On 12/01/2011 04:16 AM, Alexandru Dan Sicoe wrote:
4 node Cassandra 0.8.5 cluster with RF =2.
One node started throwing exceptions in its log:
ERROR 10:02:46,837 Fatal exception in thread
Insufficient disk space to flush 17296 bytes
Caused by: java.lang.RuntimeException: Insufficient disk space to
flush 17296 bytes
... 3 more
Checked disk and obviously it's 100% full.
How do I recover from this without loosing the data? I've got
plenty of space on the other nodes, so I thought of doing a
decommission which I understand reassigns ranges to the other
nodes and replicates data to them.
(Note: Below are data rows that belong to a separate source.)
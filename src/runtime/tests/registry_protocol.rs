//! Registry V2 protocol against a mock registry.

use a3s_watch_core::error::{Result, WatchError};
use a3s_watch_core::image::{ImageRef, RegistryRef, TagRef};
use a3s_watch_runtime::registry::{Authenticate, Pagination, RegistryRequest, V2Client};
use a3s_watch_runtime::{ProviderRegistry, RegistryProvider};
use async_trait::async_trait;
use base64::engine::general_purpose::STANDARD as B64;
use base64::Engine as _;
use serde_json::json;
use std::sync::Arc;
use wiremock::matchers::{header, method, path, query_param, query_param_is_missing};
use wiremock::{Mock, MockServer, ResponseTemplate};

const INDEX_TYPE: &str = "application/vnd.docker.distribution.manifest.list.v2+json";
const MANIFEST_TYPE: &str = "application/vnd.docker.distribution.manifest.v2+json";
const CONFIG_TYPE: &str = "application/vnd.docker.container.image.v1+json";

fn host(server: &MockServer) -> String {
    server.uri().trim_start_matches("http://").to_string()
}

fn local_image(server: &MockServer, name: &str, tag: &str) -> ImageRef {
    ImageRef {
        registry: RegistryRef {
            name: "unknown".to_string(),
            url: host(server),
        },
        name: name.to_string(),
        tag: TagRef {
            value: tag.to_string(),
            semver: true,
        },
        architecture: "arm64".to_string(),
        os: "linux".to_string(),
        variant: vec!["v8".to_string()],
        ..Default::default()
    }
}

async fn custom_provider(server: &MockServer) -> RegistryProvider {
    RegistryProvider::register("custom", "local", &json!({ "url": server.uri() }))
        .await
        .unwrap()
}

#[tokio::test]
async fn test_custom_provider_normalizes_to_v2_endpoint() {
    let server = MockServer::start().await;
    let provider = custom_provider(&server).await;
    assert_eq!(provider.id(), "registry.custom.local");

    let image = local_image(&server, "team/app", "1.0.0");
    assert!(provider.matches(&image));
    let normalized = provider.normalize_image(&image);
    assert_eq!(normalized.registry.url, format!("{}/v2", server.uri()));
    assert_eq!(normalized.registry.name, "registry.custom.local");
    // Idempotent
    assert_eq!(provider.normalize_image(&normalized), normalized);
}

#[tokio::test]
async fn test_tags_follow_last_pagination() {
    let server = MockServer::start().await;
    Mock::given(method("GET"))
        .and(path("/v2/team/app/tags/list"))
        .and(query_param("n", "1000"))
        .and(query_param_is_missing("last"))
        .respond_with(
            ResponseTemplate::new(200)
                .insert_header(
                    "Link",
                    "</v2/team/app/tags/list?n=1000&last=1.1.0>; rel=\"next\"",
                )
                .set_body_json(json!({ "name": "team/app", "tags": ["1.0.0", "1.1.0"] })),
        )
        .expect(1)
        .mount(&server)
        .await;
    Mock::given(method("GET"))
        .and(path("/v2/team/app/tags/list"))
        .and(query_param("last", "1.1.0"))
        .respond_with(
            ResponseTemplate::new(200)
                .set_body_json(json!({ "name": "team/app", "tags": ["1.1.0", "1.2.0"] })),
        )
        .expect(1)
        .mount(&server)
        .await;

    let provider = custom_provider(&server).await;
    let image = provider.normalize_image(&local_image(&server, "team/app", "1.0.0"));
    let tags = provider.get_tags(&image).await.unwrap();
    assert_eq!(tags, vec!["1.2.0", "1.1.0", "1.0.0"]);
}

#[tokio::test]
async fn test_tags_stop_when_page_adds_nothing() {
    let server = MockServer::start().await;
    // Always advertises a next page but never advances
    Mock::given(method("GET"))
        .and(path("/v2/team/app/tags/list"))
        .respond_with(
            ResponseTemplate::new(200)
                .insert_header(
                    "Link",
                    "</v2/team/app/tags/list?n=1000&last=2.0.0>; rel=\"next\"",
                )
                .set_body_json(json!({ "tags": ["2.0.0"] })),
        )
        .expect(2)
        .mount(&server)
        .await;

    let provider = custom_provider(&server).await;
    let image = provider.normalize_image(&local_image(&server, "team/app", "1.0.0"));
    let tags = provider.get_tags(&image).await.unwrap();
    assert_eq!(tags, vec!["2.0.0"]);
}

struct TokenPaging;

#[async_trait]
impl Authenticate for TokenPaging {
    async fn authenticate(
        &self,
        _image: &ImageRef,
        request: RegistryRequest,
    ) -> Result<RegistryRequest> {
        request.authorization("Bearer", "paging-token")
    }

    fn pagination(&self) -> Pagination {
        Pagination::NextPage
    }
}

#[tokio::test]
async fn test_tags_follow_next_page_token() {
    let server = MockServer::start().await;
    Mock::given(method("GET"))
        .and(path("/v2/org/app/tags/list"))
        .and(header("Authorization", "Bearer paging-token"))
        .and(query_param_is_missing("next_page"))
        .respond_with(
            ResponseTemplate::new(200)
                .insert_header(
                    "Link",
                    "</v2/org/app/tags/list?n=1000&next_page=gAAAAB2>; rel=\"next\"",
                )
                .set_body_json(json!({ "tags": ["v1.0.0"] })),
        )
        .mount(&server)
        .await;
    Mock::given(method("GET"))
        .and(path("/v2/org/app/tags/list"))
        .and(query_param("next_page", "gAAAAB2"))
        .respond_with(ResponseTemplate::new(200).set_body_json(json!({ "tags": ["v2.0.0"] })))
        .mount(&server)
        .await;

    let image = ImageRef {
        registry: RegistryRef {
            name: "test".to_string(),
            url: format!("{}/v2", server.uri()),
        },
        name: "org/app".to_string(),
        ..Default::default()
    };
    let tags = V2Client::new().get_tags(&TokenPaging, &image).await.unwrap();
    assert_eq!(tags, vec!["v2.0.0", "v1.0.0"]);
}

#[tokio::test]
async fn test_manifest_list_resolves_platform_content_digest() {
    let server = MockServer::start().await;
    Mock::given(method("GET"))
        .and(path("/v2/library/nginx/manifests/1.25"))
        .respond_with(ResponseTemplate::new(200).set_body_json(json!({
            "schemaVersion": 2,
            "mediaType": INDEX_TYPE,
            "manifests": [
                {
                    "digest": "sha256:amd",
                    "mediaType": MANIFEST_TYPE,
                    "platform": { "architecture": "amd64", "os": "linux" }
                },
                {
                    "digest": "sha256:armv7",
                    "mediaType": MANIFEST_TYPE,
                    "platform": { "architecture": "arm64", "os": "linux", "variant": "v7" }
                },
                {
                    "digest": "sha256:armv8",
                    "mediaType": MANIFEST_TYPE,
                    "platform": { "architecture": "arm64", "os": "linux", "variant": "v8" }
                }
            ]
        })))
        .mount(&server)
        .await;
    Mock::given(method("HEAD"))
        .and(path("/v2/library/nginx/manifests/sha256:armv8"))
        .respond_with(
            ResponseTemplate::new(200).insert_header("docker-content-digest", "sha256:content-v8"),
        )
        .expect(1)
        .mount(&server)
        .await;

    let provider = custom_provider(&server).await;
    let image = provider.normalize_image(&local_image(&server, "library/nginx", "1.25"));
    let digest = provider.get_image_manifest_digest(&image, None).await.unwrap();
    assert_eq!(digest.digest, "sha256:content-v8");
    assert_eq!(digest.version, 2);
}

#[tokio::test]
async fn test_single_manifest_returns_config_digest() {
    let server = MockServer::start().await;
    Mock::given(method("GET"))
        .and(path("/v2/team/tool/manifests/3.0.0"))
        .respond_with(ResponseTemplate::new(200).set_body_json(json!({
            "schemaVersion": 2,
            "mediaType": MANIFEST_TYPE,
            "config": { "digest": "sha256:config", "mediaType": CONFIG_TYPE }
        })))
        .mount(&server)
        .await;

    let provider = custom_provider(&server).await;
    let image = provider.normalize_image(&local_image(&server, "team/tool", "3.0.0"));
    let digest = provider.get_image_manifest_digest(&image, None).await.unwrap();
    assert_eq!(digest.digest, "sha256:config");
    assert_eq!(digest.version, 1);
}

#[tokio::test]
async fn test_no_matching_platform_is_manifest_not_found() {
    let server = MockServer::start().await;
    Mock::given(method("GET"))
        .and(path("/v2/team/tool/manifests/1.0.0"))
        .respond_with(ResponseTemplate::new(200).set_body_json(json!({
            "schemaVersion": 2,
            "mediaType": INDEX_TYPE,
            "manifests": [{
                "digest": "sha256:s390x",
                "mediaType": MANIFEST_TYPE,
                "platform": { "architecture": "s390x", "os": "linux" }
            }]
        })))
        .mount(&server)
        .await;

    let provider = custom_provider(&server).await;
    let image = provider.normalize_image(&local_image(&server, "team/tool", "1.0.0"));
    let err = provider
        .get_image_manifest_digest(&image, None)
        .await
        .unwrap_err();
    assert!(matches!(err, WatchError::ManifestNotFound { .. }));
}

#[tokio::test]
async fn test_unauthorized_is_registry_call_error() {
    let server = MockServer::start().await;
    Mock::given(method("GET"))
        .and(path("/v2/private/app/tags/list"))
        .respond_with(ResponseTemplate::new(401))
        .mount(&server)
        .await;

    let provider = custom_provider(&server).await;
    let image = provider.normalize_image(&local_image(&server, "private/app", "1.0.0"));
    let err = provider.get_tags(&image).await.unwrap_err();
    assert!(err.is_registry_failure());
    match err {
        WatchError::RegistryCall { image, url, .. } => {
            assert_eq!(image, "private/app");
            assert!(url.ends_with("/v2/private/app/tags/list?n=1000"));
        }
        other => panic!("unexpected error: {:?}", other),
    }
}

#[tokio::test]
async fn test_custom_basic_credentials_are_sent() {
    let server = MockServer::start().await;
    let expected = format!("Basic {}", B64.encode("robot:s3cret"));
    Mock::given(method("GET"))
        .and(path("/v2/team/app/tags/list"))
        .and(header("Authorization", expected.as_str()))
        .respond_with(ResponseTemplate::new(200).set_body_json(json!({ "tags": ["1.0.0"] })))
        .expect(1)
        .mount(&server)
        .await;

    let provider = RegistryProvider::register(
        "custom",
        "private",
        &json!({ "url": server.uri(), "login": "robot", "password": "s3cret" }),
    )
    .await
    .unwrap();
    let image = provider.normalize_image(&local_image(&server, "team/app", "1.0.0"));
    assert_eq!(provider.get_tags(&image).await.unwrap(), vec!["1.0.0"]);

    let masked = provider.masked_configuration();
    assert_ne!(masked["password"], json!("s3cret"));
}

#[tokio::test]
async fn test_gitlab_exchanges_token_before_call() {
    let server = MockServer::start().await;
    let basic = format!("Basic {}", B64.encode(":glpat-token"));
    Mock::given(method("GET"))
        .and(path("/jwt/auth"))
        .and(query_param("service", "container_registry"))
        .and(query_param("scope", "repository:group/project:pull"))
        .and(header("Authorization", basic.as_str()))
        .respond_with(ResponseTemplate::new(200).set_body_json(json!({ "token": "jwt-abc" })))
        .expect(1)
        .mount(&server)
        .await;
    Mock::given(method("GET"))
        .and(path("/v2/group/project/tags/list"))
        .and(header("Authorization", "Bearer jwt-abc"))
        .respond_with(ResponseTemplate::new(200).set_body_json(json!({ "tags": ["0.9.0", "1.0.0"] })))
        .expect(1)
        .mount(&server)
        .await;

    let provider = RegistryProvider::register(
        "gitlab",
        "private",
        &json!({ "url": server.uri(), "authurl": server.uri(), "token": "glpat-token" }),
    )
    .await
    .unwrap();
    let image = provider.normalize_image(&local_image(&server, "group/project", "0.9.0"));
    assert_eq!(provider.get_tags(&image).await.unwrap(), vec!["1.0.0", "0.9.0"]);
}

#[tokio::test]
async fn test_provider_registry_resolves_by_host() {
    let server = MockServer::start().await;
    let providers = ProviderRegistry::new();
    providers.insert(Arc::new(custom_provider(&server).await));

    let (normalized, provider) = providers.normalize(&local_image(&server, "team/app", "1.0.0"));
    assert_eq!(
        provider.map(|p| p.id().to_string()).as_deref(),
        Some("registry.custom.local")
    );
    assert_eq!(normalized.registry.name, "registry.custom.local");

    let foreign = ImageRef {
        registry: RegistryRef {
            name: "unknown".to_string(),
            url: "registry.example.org".to_string(),
        },
        name: "team/app".to_string(),
        ..Default::default()
    };
    let (unchanged, provider) = providers.normalize(&foreign);
    assert!(provider.is_none());
    assert_eq!(unchanged, foreign);
}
After that's done I plan on
manually deleting the data on the node and then joining in the
same cluster position with auto-bootstrap turned off so that I
won't get back the old data and I can continue getting new data
with the node.
Note, I would like to have 4 nodes in because the other three
barely take the input load alone. These are just long running
tests until I get some better machines.
On strange thing I found is that the data folder on the ndoe that
filled up the disk is 150 GB (as measured with du) while the data
folder on all other 3 nodes is 50 GB. At the same time, DataStax
OpsCenter shows a size of around 50GB for all 4 nodes. I though
that the node was making a major compaction at which time it
filled up the disk....but even that doesn't make sense because
shouldn't a major compaction just be capable of doubling the size,
not triple-ing it? Doesn anyone know how to explain this behavior?